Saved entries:

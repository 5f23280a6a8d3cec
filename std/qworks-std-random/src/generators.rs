///
/// Value and function generators.
///
/// Both generators are plain configuration; the RNG is passed in on every
/// call so each worker thread drives its own stream.
///

use std::ops::RangeInclusive;

use rand::Rng;

use qworks_std_values::{Complex, FunctionDescriptor, Operation, TypedValue, ValueKind};

/// Bounds for generated data values
pub const DATA_MIN_VALUE: i64 = -100;
pub const DATA_MAX_VALUE: i64 = 100;

/// Bounds for fixed operands of generated functions
pub const CONST_INT_MIN: i64 = -20;
pub const CONST_INT_MAX: i64 = 20;
pub const CONST_FLOAT_MIN: f64 = -10.0;
pub const CONST_FLOAT_MAX: f64 = 10.0;

#[derive(Debug, Clone)]
pub struct ValueGenerator {
    ints: RangeInclusive<i64>,
    floats: RangeInclusive<f64>,
    integral_complex: bool,
}

impl ValueGenerator {
    /// Generator for data producers: every kind drawn from [-100, 100]
    pub fn data() -> Self {
        Self {
            ints: DATA_MIN_VALUE..=DATA_MAX_VALUE,
            floats: DATA_MIN_VALUE as f64..=DATA_MAX_VALUE as f64,
            integral_complex: false,
        }
    }

    /// Narrower generator for fixed function operands. Complex constants
    /// have integer-valued parts.
    pub fn constants() -> Self {
        Self {
            ints: CONST_INT_MIN..=CONST_INT_MAX,
            floats: CONST_FLOAT_MIN..=CONST_FLOAT_MAX,
            integral_complex: true,
        }
    }

    pub fn generate_value<R: Rng + ?Sized>(&self, rng: &mut R) -> TypedValue {
        match ValueKind::ALL[rng.gen_range(0..ValueKind::ALL.len())] {
            ValueKind::Integer => TypedValue::Integer(rng.gen_range(self.ints.clone())),
            ValueKind::Float => TypedValue::Float(rng.gen_range(self.floats.clone())),
            ValueKind::Complex => TypedValue::Complex(self.complex_part_pair(rng)),
        }
    }

    fn complex_part_pair<R: Rng + ?Sized>(&self, rng: &mut R) -> Complex {
        if self.integral_complex {
            let re = rng.gen_range(self.ints.clone()) as f64;
            let im = rng.gen_range(self.ints.clone()) as f64;
            Complex::new(re, im)
        } else {
            let re = rng.gen_range(self.floats.clone());
            let im = rng.gen_range(self.floats.clone());
            Complex::new(re, im)
        }
    }
}

impl Default for ValueGenerator {
    fn default() -> Self {
        Self::data()
    }
}

/// Which operands of a generated function are fixed
#[derive(Debug, Clone, Copy, PartialEq, Eq, Hash)]
pub enum OperandPattern {
    Unbound,
    RightFixed,
    LeftFixed,
    BothFixed,
}

impl OperandPattern {
    pub const ALL: [OperandPattern; 4] = [
        OperandPattern::Unbound,
        OperandPattern::RightFixed,
        OperandPattern::LeftFixed,
        OperandPattern::BothFixed,
    ];
}

#[derive(Debug, Clone)]
pub struct FunctionGenerator {
    constants: ValueGenerator,
}

impl FunctionGenerator {
    pub fn new() -> Self {
        Self { constants: ValueGenerator::constants() }
    }

    pub fn generate_function<R: Rng + ?Sized>(&self, rng: &mut R) -> FunctionDescriptor {
        let operation = Operation::ALL[rng.gen_range(0..Operation::ALL.len())];
        let pattern = OperandPattern::ALL[rng.gen_range(0..OperandPattern::ALL.len())];
        self.with_pattern(rng, operation, pattern)
    }

    pub fn with_pattern<R: Rng + ?Sized>(
        &self,
        rng: &mut R,
        operation: Operation,
        pattern: OperandPattern,
    ) -> FunctionDescriptor {
        let (left, right) = match pattern {
            OperandPattern::Unbound => (None, None),
            OperandPattern::RightFixed => (None, Some(self.constants.generate_value(rng))),
            OperandPattern::LeftFixed => (Some(self.constants.generate_value(rng)), None),
            OperandPattern::BothFixed => (
                Some(self.constants.generate_value(rng)),
                Some(self.constants.generate_value(rng)),
            ),
        };
        FunctionDescriptor::new(operation, left, right)
    }
}

impl Default for FunctionGenerator {
    fn default() -> Self {
        Self::new()
    }
}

__Work item__
Copy the entries above exactly. Miss none of them.

__Exercise answer__
repository 5f23280a6a8d3cec
filename std/qworks-std-random/src/generators.rs
///
/// Value and function generators.
///
/// Both generators are plain configuration; the RNG is passed in on every
/// call so each worker thread drives its own stream.
///

use std::ops::RangeInclusive;

use rand::Rng;

use qworks_std_values::{Complex, FunctionDescriptor, Operation, TypedValue, ValueKind};

/// Bounds for generated data values
pub const DATA_MIN_VALUE: i64 = -100;
pub const DATA_MAX_VALUE: i64 = 100;

/// Bounds for fixed operands of generated functions
pub const CONST_INT_MIN: i64 = -20;
pub const CONST_INT_MAX: i64 = 20;
pub const CONST_FLOAT_MIN: f64 = -10.0;
pub const CONST_FLOAT_MAX: f64 = 10.0;

#[derive(Debug, Clone)]
pub struct ValueGenerator {
    ints: RangeInclusive<i64>,
    floats: RangeInclusive<f64>,
    integral_complex: bool,
}

impl ValueGenerator {
    /// Generator for data producers: every kind drawn from [-100, 100]
    pub fn data() -> Self {
        Self {
            ints: DATA_MIN_VALUE..=DATA_MAX_VALUE,
            floats: DATA_MIN_VALUE as f64..=DATA_MAX_VALUE as f64,
            integral_complex: false,
        }
    }

    /// Narrower generator for fixed function operands. Complex constants
    /// have integer-valued parts.
    pub fn constants() -> Self {
        Self {
            ints: CONST_INT_MIN..=CONST_INT_MAX,
            floats: CONST_FLOAT_MIN..=CONST_FLOAT_MAX,
            integral_complex: true,
        }
    }

    pub fn generate_value<R: Rng + ?Sized>(&self, rng: &mut R) -> TypedValue {
        match ValueKind::ALL[rng.gen_range(0..ValueKind::ALL.len())] {
            ValueKind::Integer => TypedValue::Integer(rng.gen_range(self.ints.clone())),
            ValueKind::Float => TypedValue::Float(rng.gen_range(self.floats.clone())),
            ValueKind::Complex => TypedValue::Complex(self.complex_part_pair(rng)),
        }
    }

    fn complex_part_pair<R: Rng + ?Sized>(&self, rng: &mut R) -> Complex {
        if self.integral_complex {
            let re = rng.gen_range(self.ints.clone()) as f64;
            let im = rng.gen_range(self.ints.clone()) as f64;
            Complex::new(re, im)
        } else {
            let re = rng.gen_range(self.floats.clone());
            let im = rng.gen_range(self.floats.clone());
            Complex::new(re, im)
        }
    }
}

impl Default for ValueGenerator {
    fn default() -> Self {
        Self::data()
    }
}

/// Which operands of a generated function are fixed
#[derive(Debug, Clone, Copy, PartialEq, Eq, Hash)]
pub enum OperandPattern {
    Unbound,
    RightFixed,
    LeftFixed,
    BothFixed,
}

impl OperandPattern {
    pub const ALL: [OperandPattern; 4] = [
        OperandPattern::Unbound,
        OperandPattern::RightFixed,
        OperandPattern::LeftFixed,
        OperandPattern::BothFixed,
    ];
}

#[derive(Debug, Clone)]
pub struct FunctionGenerator {
    constants: ValueGenerator,
}

impl FunctionGenerator {
    pub fn new() -> Self {
        Self { constants: ValueGenerator::constants() }
    }

    pub fn generate_function<R: Rng + ?Sized>(&self, rng: &mut R) -> FunctionDescriptor {
        let operation = Operation::ALL[rng.gen_range(0..Operation::ALL.len())];
        let pattern = OperandPattern::ALL[rng.gen_range(0..OperandPattern::ALL.len())];
        self.with_pattern(rng, operation, pattern)
    }

    pub fn with_pattern<R: Rng + ?Sized>(
        &self,
        rng: &mut R,
        operation: Operation,
        pattern: OperandPattern,
    ) -> FunctionDescriptor {
        let (left, right) = match pattern {
            OperandPattern::Unbound => (None, None),
            OperandPattern::RightFixed => (None, Some(self.constants.generate_value(rng))),
            OperandPattern::LeftFixed => (Some(self.constants.generate_value(rng)), None),
            OperandPattern::BothFixed => (
                Some(self.constants.generate_value(rng)),
                Some(self.constants.generate_value(rng)),
            ),
        };
        FunctionDescriptor::new(operation, left, right)
    }
}

impl Default for FunctionGenerator {
    fn default() -> Self {
        Self::new()
    }
}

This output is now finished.